Das Allunions-Forschungsinstitut für technische Ästhetik der UdSSR

1962 wurde das Allunions-Forschungsinstitut für technische Ästhetik kurz VNIITE (Всероссийский научно-исследовательский институт технической эстетики kurz ВНИИТЭ) in Moskau gegründet. Unter der Direktion von Juri Solowjew (1920-2013) war das VNIITE für die Gestaltung technischer Produkte in der UdSSR zuständig. Am VNIITE sollten sowohl eigene Designprodukte geschaffen werden, als auch eine technische Ästhetik weiterentwickelt werden. Zugleich vertrat das VNIITE die Sowjetunion im weltweiten Designerdachverband ICISD.

Das VNIITE war ein sogenanntes „Erste Klasse-Institute“, was bedeutete, dass das Institut mit einigen Privilegien ausgestattet war. Beispielsweise war die Bezahlung der VNIITE-Mitarbeiter_innen vergleichsweise hoch. Die Bibliothek des VNIITE konnte ohne Einschränkung Fachliteratur – auch aus dem nicht-sozialistischen Ausland – kaufen. Im Laufe der Zeit war der Bücherbestand so hoch, dass die Informationsabteilung des VNIITE eine Zweigstelle für Design der staatlichen Bibliothek der UdSSR wurde. Parallel dazu war das VNIITE ebenso verantwortlich für die Organisation und Konzeption von Design-Ausstellungen. Die erarbeiteten Ausstellungen wurden nicht nur in der Sowjetunion gezeigt, sondern wanderten ebenso durch Westeuropa. Beispielsweise zeigte 1976 das Design-Center Stuttgart mit „Der sowjetische Designer“ zum ersten Mal eine Ausstellung aus der UdSSR in der Bundesrepublik.

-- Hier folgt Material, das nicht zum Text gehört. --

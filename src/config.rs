//! Configuration management for the resume matcher

use crate::error::{Result, ResumeMatcherError};
use serde::{Deserialize, Serialize};
use std::collections::BTreeMap;
use std::path::{Path, PathBuf};

/// Number of keywords extracted per document unless configured otherwise
pub const DEFAULT_TOP_N: usize = 15;

#[derive(Debug, Clone, Serialize, Deserialize)]
pub struct Config {
    pub models: ModelConfig,
    pub extraction: ExtractionConfig,
    pub scoring: ScoringConfig,
    /// Extra synonym groups merged over the built-in table (canonical -> synonyms)
    #[serde(default)]
    pub synonyms: BTreeMap<String, Vec<String>>,
    pub output: OutputConfig,
}

#[derive(Debug, Clone, Serialize, Deserialize)]
pub struct ModelConfig {
    pub models_dir: PathBuf,
    /// Name of the embedding model backing keyphrase extraction
    pub keyphrase_model: String,
    pub available_models: Vec<AvailableModel>,
}

#[derive(Debug, Clone, Serialize, Deserialize)]
pub struct AvailableModel {
    pub name: String,
    pub repo_id: String,
    pub size_mb: u64,
    pub description: String,
}

#[derive(Debug, Clone, Serialize, Deserialize)]
pub struct ExtractionConfig {
    pub top_n: usize,
    pub min_ngram: usize,
    pub max_ngram: usize,
    /// MMR diversity in [0, 1]; higher values penalize near-duplicate phrases
    pub diversity: f32,
    /// Upper bound on distinct candidate phrases embedded per document
    pub candidate_limit: usize,
}

#[derive(Debug, Clone, Default, Serialize, Deserialize)]
pub struct ScoringConfig {
    /// Importance weights merged over the built-in weights
    #[serde(default)]
    pub weights: BTreeMap<String, f64>,
}

#[derive(Debug, Clone, Serialize, Deserialize)]
pub struct OutputConfig {
    pub format: OutputFormat,
    pub color_output: bool,
}

#[derive(Debug, Clone, Copy, PartialEq, Eq, Serialize, Deserialize)]
pub enum OutputFormat {
    Console,
    Json,
}

impl Default for ExtractionConfig {
    fn default() -> Self {
        Self {
            top_n: DEFAULT_TOP_N,
            min_ngram: 1,
            max_ngram: 3,
            diversity: 0.7,
            candidate_limit: 2000,
        }
    }
}

impl Default for Config {
    fn default() -> Self {
        let models_dir = dirs::home_dir()
            .unwrap_or_else(|| PathBuf::from("."))
            .join(".resume-matcher")
            .join("models");

        Self {
            models: ModelConfig {
                models_dir,
                keyphrase_model: "potion-base-8M".to_string(),
                available_models: vec![
                    AvailableModel {
                        name: "potion-base-8M".to_string(),
                        repo_id: "minishlab/potion-base-8M".to_string(),
                        size_mb: 33,
                        description: "Compact Model2Vec embeddings, good default for keyphrases".to_string(),
                    },
                    AvailableModel {
                        name: "m2v-base".to_string(),
                        repo_id: "minishlab/M2V_base_output".to_string(),
                        size_mb: 90,
                        description: "Model2Vec base embeddings model".to_string(),
                    },
                ],
            },
            extraction: ExtractionConfig::default(),
            scoring: ScoringConfig::default(),
            synonyms: BTreeMap::new(),
            output: OutputConfig {
                format: OutputFormat::Console,
                color_output: true,
            },
        }
    }
}

impl Config {
    /// Load from the default location without touching the filesystem;
    /// a missing file yields the defaults
    pub fn load() -> Result<Self> {
        Self::read_from(&Self::config_path())
    }

    /// Read-only load: a missing file yields the defaults and nothing is written
    pub fn read_from(config_path: &Path) -> Result<Self> {
        if !config_path.exists() {
            return Ok(Self::default());
        }

        let content = std::fs::read_to_string(config_path)?;
        let config: Config = toml::from_str(&content)
            .map_err(|e| ResumeMatcherError::Configuration(format!("Failed to parse config: {}", e)))?;
        config.validate()?;
        Ok(config)
    }

    /// Load for the binary, writing defaults on first run
    pub fn load_from(config_path: &Path) -> Result<Self> {
        if config_path.exists() {
            Self::read_from(config_path)
        } else {
            let config = Self::default();
            config.save_to(config_path)?;
            Ok(config)
        }
    }

    pub fn save_to(&self, config_path: &Path) -> Result<()> {
        if let Some(parent) = config_path.parent() {
            std::fs::create_dir_all(parent)?;
        }

        let content = toml::to_string_pretty(self)
            .map_err(|e| ResumeMatcherError::Configuration(format!("Failed to serialize config: {}", e)))?;

        std::fs::write(config_path, content)?;
        Ok(())
    }

    pub fn config_path() -> PathBuf {
        dirs::config_dir()
            .unwrap_or_else(|| dirs::home_dir().unwrap_or_else(|| PathBuf::from(".")))
            .join("resume-matcher")
            .join("config.toml")
    }

    pub fn validate(&self) -> Result<()> {
        let extraction = &self.extraction;
        if extraction.min_ngram == 0 || extraction.min_ngram > extraction.max_ngram {
            return Err(ResumeMatcherError::Configuration(format!(
                "Invalid n-gram range ({}, {})",
                extraction.min_ngram, extraction.max_ngram
            )));
        }
        if !(0.0..=1.0).contains(&extraction.diversity) {
            return Err(ResumeMatcherError::Configuration(format!(
                "Diversity must be within [0, 1], got {}",
                extraction.diversity
            )));
        }
        for (keyword, weight) in &self.scoring.weights {
            if !weight.is_finite() || *weight <= 0.0 {
                return Err(ResumeMatcherError::Configuration(format!(
                    "Weight for '{}' must be positive, got {}",
                    keyword, weight
                )));
            }
        }
        Ok(())
    }

    pub fn get_model_by_name(&self, name: &str) -> Option<&AvailableModel> {
        self.models.available_models.iter().find(|m| m.name == name)
    }
}

#[cfg(test)]
mod tests {
    use super::*;
    use tempfile::TempDir;

    #[test]
    fn test_default_config_is_valid() {
        let config = Config::default();
        assert!(config.validate().is_ok());
        assert_eq!(config.extraction.top_n, 15);
        assert_eq!(config.extraction.max_ngram, 3);
        assert!(config.get_model_by_name(&config.models.keyphrase_model).is_some());
    }

    #[test]
    fn test_load_creates_default_file() {
        let temp_dir = TempDir::new().unwrap();
        let path = temp_dir.path().join("nested").join("config.toml");

        let config = Config::load_from(&path).unwrap();
        assert!(path.exists());
        assert_eq!(config.extraction.top_n, 15);
    }

    #[test]
    fn test_read_from_missing_file_writes_nothing() {
        let temp_dir = TempDir::new().unwrap();
        let path = temp_dir.path().join("nested").join("config.toml");

        let config = Config::read_from(&path).unwrap();
        assert_eq!(config.extraction.top_n, DEFAULT_TOP_N);
        assert!(!path.exists());
        assert!(!temp_dir.path().join("nested").exists());
        assert_eq!(std::fs::read_dir(temp_dir.path()).unwrap().count(), 0);
    }

    #[test]
    fn test_round_trip_keeps_custom_tables() {
        let temp_dir = TempDir::new().unwrap();
        let path = temp_dir.path().join("config.toml");

        let mut config = Config::default();
        config.scoring.weights.insert("rust".to_string(), 2.5);
        config.synonyms.insert("rust".to_string(), vec!["rustlang".to_string()]);
        config.output.format = OutputFormat::Json;
        config.save_to(&path).unwrap();

        let loaded = Config::load_from(&path).unwrap();
        assert_eq!(loaded.scoring.weights.get("rust"), Some(&2.5));
        assert_eq!(loaded.synonyms["rust"], vec!["rustlang".to_string()]);
        assert_eq!(loaded.output.format, OutputFormat::Json);
    }

    #[test]
    fn test_rejects_non_positive_weight() {
        let mut config = Config::default();
        config.scoring.weights.insert("python".to_string(), 0.0);
        assert!(matches!(config.validate(), Err(ResumeMatcherError::Configuration(_))));
    }

    #[test]
    fn test_rejects_bad_ngram_range() {
        let mut config = Config::default();
        config.extraction.min_ngram = 3;
        config.extraction.max_ngram = 1;
        assert!(config.validate().is_err());
    }
}
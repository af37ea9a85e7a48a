//! Input processing module
//! Handles file detection, PDF text extraction, and job description loading

pub mod file_detector;
pub mod text_extractor;
pub mod manager;

pub use text_extractor::extract_resume_text;
//! Resume matcher library
//!
//! Extracts keywords from a resume and a job description and scores their
//! weighted overlap.

pub mod api;
pub mod cli;
pub mod config;
pub mod error;
pub mod input;
pub mod matcher;
pub mod output;
pub mod processing;

pub use config::Config;
pub use error::{Result, ResumeMatcherError};
pub use matcher::ResumeMatcher;
//! Assembly of the final answer to an authorisation request. Every path out
//! of the pipeline - success, protocol error, or interactive hand-off -
//! terminates in an [`AuthoriseResponse`] built here.

use ianus_proto::oauth2::{ErrorResponse, ResponseMode};
use url::form_urlencoded;

use crate::authz::Oauth2Error;
use crate::prelude::*;

/// HTTP statuses we answer JSON errors with. Errors discovered before a
/// redirect target is trusted must never bounce the user agent anywhere.
pub const STATUS_BAD_REQUEST: u16 = 400;
pub const STATUS_UNAUTHORIZED: u16 = 401;
pub const STATUS_INTERNAL_SERVER_ERROR: u16 = 500;

/// The decision the transport renders for the user agent.
#[derive(Debug, Clone, PartialEq)]
pub enum AuthoriseResponse {
    /// A 302 to the client redirect target or a first party page. Carries
    /// success parameters, error parameters or the interactive carry-over
    /// set, already encoded in the selected response mode.
    Redirect {
        location: Url,
        custom_headers: BTreeMap<String, String>,
    },
    /// `response_mode=form_post`: the transport renders an auto submitting
    /// form targeting `action` with these fields.
    FormPost {
        action: Url,
        params: Vec<(String, String)>,
        custom_headers: BTreeMap<String, String>,
    },
    /// A JSON error with an HTTP status, used before a redirect target is
    /// established and for truly unexpected failures.
    Invalid { status: u16, body: ErrorResponse },
}

/// Short-circuit of the pipeline with a fully formed response. Stages
/// return `Result<T, Interrupt>` so `?` threads the decision out without
/// exception-shaped control flow.
#[derive(Debug)]
pub(crate) struct Interrupt(pub AuthoriseResponse);

impl From<AuthoriseResponse> for Interrupt {
    fn from(response: AuthoriseResponse) -> Self {
        Interrupt(response)
    }
}

/// A JSON error response for failures detected before the redirect target
/// was validated.
pub(crate) fn json_error(
    status: u16,
    error: &Oauth2Error,
    description: Option<&str>,
) -> AuthoriseResponse {
    AuthoriseResponse::Invalid {
        status,
        body: ErrorResponse {
            error: error.to_string(),
            error_description: description.map(str::to_string),
            error_uri: None,
        },
    }
}

/// Accumulator of response parameters against a validated redirect target.
/// Threaded through every component that contributes a parameter; turned
/// into the final [`AuthoriseResponse`] exactly once.
#[derive(Debug, Clone)]
pub(crate) struct RedirectUriResponse {
    base: Url,
    response_mode: ResponseMode,
    state: Option<String>,
    params: Vec<(String, String)>,
    custom_headers: BTreeMap<String, String>,
}

impl RedirectUriResponse {
    pub(crate) fn new(base: Url, response_mode: ResponseMode, state: Option<String>) -> Self {
        RedirectUriResponse {
            base,
            response_mode,
            state,
            params: Vec::new(),
            custom_headers: BTreeMap::new(),
        }
    }

    pub(crate) fn base(&self) -> &Url {
        &self.base
    }

    /// A validated request object may re-anchor the redirect target.
    pub(crate) fn set_base(&mut self, base: Url) {
        self.base = base;
    }

    pub(crate) fn set_state(&mut self, state: Option<String>) {
        self.state = state;
    }

    pub(crate) fn set_response_mode(&mut self, response_mode: ResponseMode) {
        self.response_mode = response_mode;
    }

    pub(crate) fn add_param(&mut self, key: &str, value: &str) {
        self.params.push((key.to_string(), value.to_string()));
    }

    pub(crate) fn clear_params(&mut self) {
        self.params.clear();
    }

    pub(crate) fn add_custom_header(&mut self, key: &str, value: &str) {
        self.custom_headers
            .insert(key.to_string(), value.to_string());
    }

    /// Encode the accumulated parameters, appending `state` verbatim if the
    /// request carried one.
    pub(crate) fn finish(mut self) -> AuthoriseResponse {
        if let Some(state) = self.state.take() {
            self.params.push(("state".to_string(), state));
        }
        self.encode()
    }

    /// Discard any accumulated success parameters and answer with an error
    /// in the same response mode.
    pub(crate) fn error_redirect(
        mut self,
        error: &Oauth2Error,
        description: Option<&str>,
    ) -> AuthoriseResponse {
        self.params.clear();
        self.params.push(("error".to_string(), error.to_string()));
        if let Some(description) = description {
            self.params
                .push(("error_description".to_string(), description.to_string()));
        }
        self.finish()
    }

    fn encode(self) -> AuthoriseResponse {
        let RedirectUriResponse {
            mut base,
            response_mode,
            state: _,
            params,
            custom_headers,
        } = self;

        match response_mode {
            ResponseMode::FormPost => AuthoriseResponse::FormPost {
                action: base,
                params,
                custom_headers,
            },
            ResponseMode::Fragment => {
                let fragment = form_urlencoded::Serializer::new(String::new())
                    .extend_pairs(params.iter())
                    .finish();
                base.set_fragment(Some(&fragment));
                AuthoriseResponse::Redirect {
                    location: base,
                    custom_headers,
                }
            }
            // Query is the default; a registered redirect target may already
            // carry its own query parameters, so we append rather than set.
            ResponseMode::Query | ResponseMode::Invalid => {
                base.query_pairs_mut().extend_pairs(params.iter());
                AuthoriseResponse::Redirect {
                    location: base,
                    custom_headers,
                }
            }
        }
    }
}

/// A redirect to a first party interactive page (login, consent, account
/// selection, device verification), carrying the full parameter set of the
/// original request so the flow can resume losslessly.
pub(crate) fn interactive_redirect(
    mut page: Url,
    params: Vec<(String, String)>,
) -> AuthoriseResponse {
    page.query_pairs_mut().extend_pairs(params.iter());
    AuthoriseResponse::Redirect {
        location: page,
        custom_headers: BTreeMap::new(),
    }
}
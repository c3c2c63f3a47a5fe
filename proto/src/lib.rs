//! Ianus protocol definitions. These types cross the HTTP boundary of the
//! authorisation server and are shared between the server implementation and
//! any client tooling. Almost everything here is a serde type.

#![deny(clippy::unwrap_used)]
#![deny(clippy::expect_used)]
#![deny(clippy::panic)]
#![deny(clippy::todo)]
#![warn(unused_extern_crates)]

pub mod constants;
pub mod internal;
pub mod oauth2;
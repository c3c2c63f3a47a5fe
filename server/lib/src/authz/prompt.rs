//! The prompt state machine. Interprets the `prompt` parameter together
//! with the session state to decide the next interactive action. Rules are
//! evaluated strictly in order; the first match wins.

use ianus_proto::oauth2::Prompt;

/// The next step the pipeline must take for this request.
#[derive(Debug, Clone, Copy, PartialEq, Eq)]
pub enum PromptAction {
    /// `prompt=none` combined with any other value is a contradiction.
    Contradiction,
    /// The user must pick an account before anything else happens.
    AccountSelection,
    /// No authenticated user is attached to this user agent.
    Authentication,
    /// An authenticated session exists but `prompt=login` demands a fresh
    /// one. The caller unauthenticates the session, clears the flag and
    /// redirects so this fires exactly once.
    ForcedLogin,
    /// Proceed to consent evaluation.
    EvaluateConsent,
}

pub fn evaluate(prompts: &[Prompt], session_authenticated: bool) -> PromptAction {
    if prompts.contains(&Prompt::None) && prompts.len() > 1 {
        return PromptAction::Contradiction;
    }
    if prompts.contains(&Prompt::SelectAccount) {
        return PromptAction::AccountSelection;
    }
    if !session_authenticated {
        return PromptAction::Authentication;
    }
    if prompts.contains(&Prompt::Login) {
        return PromptAction::ForcedLogin;
    }
    PromptAction::EvaluateConsent
}

/// Remove one prompt value from the carried-forward list, so the
/// interactive round trip does not re-trigger the same action.
pub fn clear(prompts: &mut Vec<Prompt>, value: Prompt) {
    prompts.retain(|p| *p != value);
}

#[cfg(test)]
mod tests {
    use super::*;

    #[test]
    fn test_none_with_any_other_value_is_a_contradiction() {
        for other in [Prompt::Login, Prompt::Consent, Prompt::SelectAccount] {
            assert_eq!(
                evaluate(&[Prompt::None, other], true),
                PromptAction::Contradiction
            );
            // Order must not matter, and an unauthenticated session must
            // not mask the contradiction.
            assert_eq!(
                evaluate(&[other, Prompt::None], false),
                PromptAction::Contradiction
            );
        }
    }

    #[test]
    fn test_select_account_wins_over_authentication() {
        assert_eq!(
            evaluate(&[Prompt::SelectAccount], false),
            PromptAction::AccountSelection
        );
        assert_eq!(
            evaluate(&[Prompt::SelectAccount, Prompt::Login], true),
            PromptAction::AccountSelection
        );
    }

    #[test]
    fn test_unauthenticated_goes_to_login() {
        assert_eq!(evaluate(&[], false), PromptAction::Authentication);
        assert_eq!(
            evaluate(&[Prompt::Consent], false),
            PromptAction::Authentication
        );
        // prompt=none alone is not a contradiction; the caller decides
        // between the filter chain and login_required.
        assert_eq!(
            evaluate(&[Prompt::None], false),
            PromptAction::Authentication
        );
    }

    #[test]
    fn test_login_forces_reauthentication_once() {
        assert_eq!(evaluate(&[Prompt::Login], true), PromptAction::ForcedLogin);

        let mut prompts = vec![Prompt::Login, Prompt::Consent];
        clear(&mut prompts, Prompt::Login);
        assert_eq!(prompts, vec![Prompt::Consent]);
        assert_eq!(evaluate(&prompts, true), PromptAction::EvaluateConsent);
    }

    #[test]
    fn test_default_path_is_consent_evaluation() {
        assert_eq!(evaluate(&[], true), PromptAction::EvaluateConsent);
        assert_eq!(
            evaluate(&[Prompt::Consent], true),
            PromptAction::EvaluateConsent
        );
    }
}
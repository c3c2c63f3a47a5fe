//! Deployment level configuration of the authorisation engine. This is
//! deserialised from the server configuration file by the hosting process
//! and handed to [`crate::authz::AuthzServer`] at startup.

use ianus_proto::constants::{
    AUTHORIZATION_PAGE_PATH, DEVICE_VERIFICATION_PAGE_PATH, SELECT_ACCOUNT_PAGE_PATH,
};
use ianus_proto::oauth2::{
    OAUTH2_DEVICE_CODE_EXPIRY_SECONDS, OAUTH2_DEVICE_CODE_INTERVAL_SECONDS,
};
use serde::Deserialize;
use url::Url;

const DEFAULT_ACCESS_TOKEN_LIFETIME: u64 = 3600;
const DEFAULT_REFRESH_TOKEN_LIFETIME: u64 = 86400;
const DEFAULT_ID_TOKEN_LIFETIME: u64 = 3600;
const DEFAULT_USER_CODE_ATTEMPT_LIMIT: u32 = 5;
const DEFAULT_USER_CODE_ATTEMPT_WINDOW: u64 = 60;
const DEFAULT_CIBA_MAX_REQUEST_AGE: u64 = 3600;

#[derive(Debug, Clone, Deserialize)]
pub struct AuthzConfig {
    /// The issuer origin of this authorisation server. All first party pages
    /// and token `iss` claims are derived from it.
    pub issuer: Url,

    /// Refuse any authorisation request that did not arrive through a pushed
    /// authorisation request reference.
    #[serde(default)]
    pub require_par: bool,

    /// Refuse any authorisation request without a PKCE code challenge, even
    /// for clients that do not individually require one.
    #[serde(default)]
    pub require_pkce: bool,

    /// Refuse request objects that are unsigned (alg `none`).
    #[serde(default)]
    pub force_signed_request_object: bool,

    /// The strict financial-grade profile. Tightens request object
    /// validation and suppresses informational response parameters.
    #[serde(default)]
    pub strict_profile: bool,

    /// Permit `response_mode=form_post`. When disabled the request falls
    /// back to the default mode for its response types.
    #[serde(default = "default_true")]
    pub allow_form_post: bool,

    /// Echo `session_id` on successful responses.
    #[serde(default)]
    pub session_id_parameter_enabled: bool,

    /// Echo `sid` on successful responses. Off by default, relying parties
    /// should read it from the id_token.
    #[serde(default)]
    pub include_sid_in_response: bool,

    /// Echo the deployment defined custom response headers parameter as
    /// HTTP headers on the final response.
    #[serde(default)]
    pub custom_headers_with_authorization_response: bool,

    /// Treat `max_age=0` as an unconditional re-authentication demand
    /// rather than permitting the existing session.
    #[serde(default)]
    pub disable_authn_for_max_age_zero: bool,

    /// When an authenticated session's ACR no longer matches the requested
    /// one, silently force re-authentication instead of failing with
    /// `session_selection_required`.
    #[serde(default = "default_true")]
    pub acr_change_forces_reauthentication: bool,

    #[serde(default = "default_authorization_page")]
    pub authorization_page_path: String,
    #[serde(default = "default_select_account_page")]
    pub select_account_page_path: String,
    #[serde(default = "default_device_verification_page")]
    pub device_verification_page_path: String,

    #[serde(default = "default_access_token_lifetime")]
    pub access_token_lifetime: u64,
    #[serde(default = "default_refresh_token_lifetime")]
    pub refresh_token_lifetime: u64,
    #[serde(default = "default_id_token_lifetime")]
    pub id_token_lifetime: u64,

    #[serde(default = "default_device_code_lifetime")]
    pub device_code_lifetime: u64,
    #[serde(default = "default_device_poll_interval")]
    pub device_poll_interval: u64,

    /// How many user code submissions a single session may attempt within
    /// one attempt window before being rate limited.
    #[serde(default = "default_user_code_attempt_limit")]
    pub user_code_attempt_limit: u32,
    #[serde(default = "default_user_code_attempt_window")]
    pub user_code_attempt_window: u64,

    /// Maximum age in seconds of the `nbf` claim of a CIBA request object.
    #[serde(default = "default_ciba_max_request_age")]
    pub ciba_max_request_age: u64,
}

impl AuthzConfig {
    /// A configuration with every policy at its default, suitable as a
    /// starting point for the hosting process.
    pub fn new(issuer: Url) -> Self {
        AuthzConfig {
            issuer,
            require_par: false,
            require_pkce: false,
            force_signed_request_object: false,
            strict_profile: false,
            allow_form_post: true,
            session_id_parameter_enabled: false,
            include_sid_in_response: false,
            custom_headers_with_authorization_response: false,
            disable_authn_for_max_age_zero: false,
            acr_change_forces_reauthentication: true,
            authorization_page_path: default_authorization_page(),
            select_account_page_path: default_select_account_page(),
            device_verification_page_path: default_device_verification_page(),
            access_token_lifetime: DEFAULT_ACCESS_TOKEN_LIFETIME,
            refresh_token_lifetime: DEFAULT_REFRESH_TOKEN_LIFETIME,
            id_token_lifetime: DEFAULT_ID_TOKEN_LIFETIME,
            device_code_lifetime: OAUTH2_DEVICE_CODE_EXPIRY_SECONDS,
            device_poll_interval: OAUTH2_DEVICE_CODE_INTERVAL_SECONDS,
            user_code_attempt_limit: DEFAULT_USER_CODE_ATTEMPT_LIMIT,
            user_code_attempt_window: DEFAULT_USER_CODE_ATTEMPT_WINDOW,
            ciba_max_request_age: DEFAULT_CIBA_MAX_REQUEST_AGE,
        }
    }

    pub fn authorization_page(&self) -> Url {
        self.page(&self.authorization_page_path)
    }

    pub fn select_account_page(&self) -> Url {
        self.page(&self.select_account_page_path)
    }

    pub fn device_verification_page(&self) -> Url {
        self.page(&self.device_verification_page_path)
    }

    fn page(&self, path: &str) -> Url {
        self.issuer.join(path).unwrap_or_else(|err| {
            warn!(?err, %path, "Invalid first party page path, using issuer");
            self.issuer.clone()
        })
    }
}

fn default_true() -> bool {
    true
}

fn default_authorization_page() -> String {
    AUTHORIZATION_PAGE_PATH.to_string()
}

fn default_select_account_page() -> String {
    SELECT_ACCOUNT_PAGE_PATH.to_string()
}

fn default_device_verification_page() -> String {
    DEVICE_VERIFICATION_PAGE_PATH.to_string()
}

fn default_access_token_lifetime() -> u64 {
    DEFAULT_ACCESS_TOKEN_LIFETIME
}

fn default_refresh_token_lifetime() -> u64 {
    DEFAULT_REFRESH_TOKEN_LIFETIME
}

fn default_id_token_lifetime() -> u64 {
    DEFAULT_ID_TOKEN_LIFETIME
}

fn default_device_code_lifetime() -> u64 {
    OAUTH2_DEVICE_CODE_EXPIRY_SECONDS
}

fn default_device_poll_interval() -> u64 {
    OAUTH2_DEVICE_CODE_INTERVAL_SECONDS
}

fn default_user_code_attempt_limit() -> u32 {
    DEFAULT_USER_CODE_ATTEMPT_LIMIT
}

fn default_user_code_attempt_window() -> u64 {
    DEFAULT_USER_CODE_ATTEMPT_WINDOW
}

fn default_ciba_max_request_age() -> u64 {
    DEFAULT_CIBA_MAX_REQUEST_AGE
}

#[cfg(test)]
mod tests {
    use super::*;

    #[test]
    fn test_config_defaults_from_partial_input() {
        let config: AuthzConfig =
            serde_json::from_str(r#"{"issuer": "https://idp.example.com", "require_pkce": true}"#)
                .expect("Failed to parse config");

        assert!(config.require_pkce);
        assert!(!config.require_par);
        assert!(config.allow_form_post);
        assert_eq!(config.access_token_lifetime, 3600);
        assert_eq!(
            config.authorization_page().as_str(),
            "https://idp.example.com/authorize"
        );
    }
}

Neben der Bereitstellung und Verbreitung von Designinformationen besaß das VNIITE auch Abteilungen, welche sich mit der konkreten Gestaltungsaufgaben beschäftigten: 1. Technische Güter, 2. Alltagsgegenstände, 3. Verkehrsmittel und später 4. Ergonomie. Gleichzeitig gab es am VNIITE eine Theorieabteilung, in welcher Kunsthistoriker, Historiker, Architekturhistoriker und Methodologen arbeiteten. Hier sollten Grundlagen für ein wissenschaftlich-technisches Vorgehen im Designprozess gelegt werden. Neben sowjetischen Theoretiker bezog man sich ebenso auf ausländische Denker wie John Ruskin, Heinrich Wölfflin, William Morris oder Gottfried Semper.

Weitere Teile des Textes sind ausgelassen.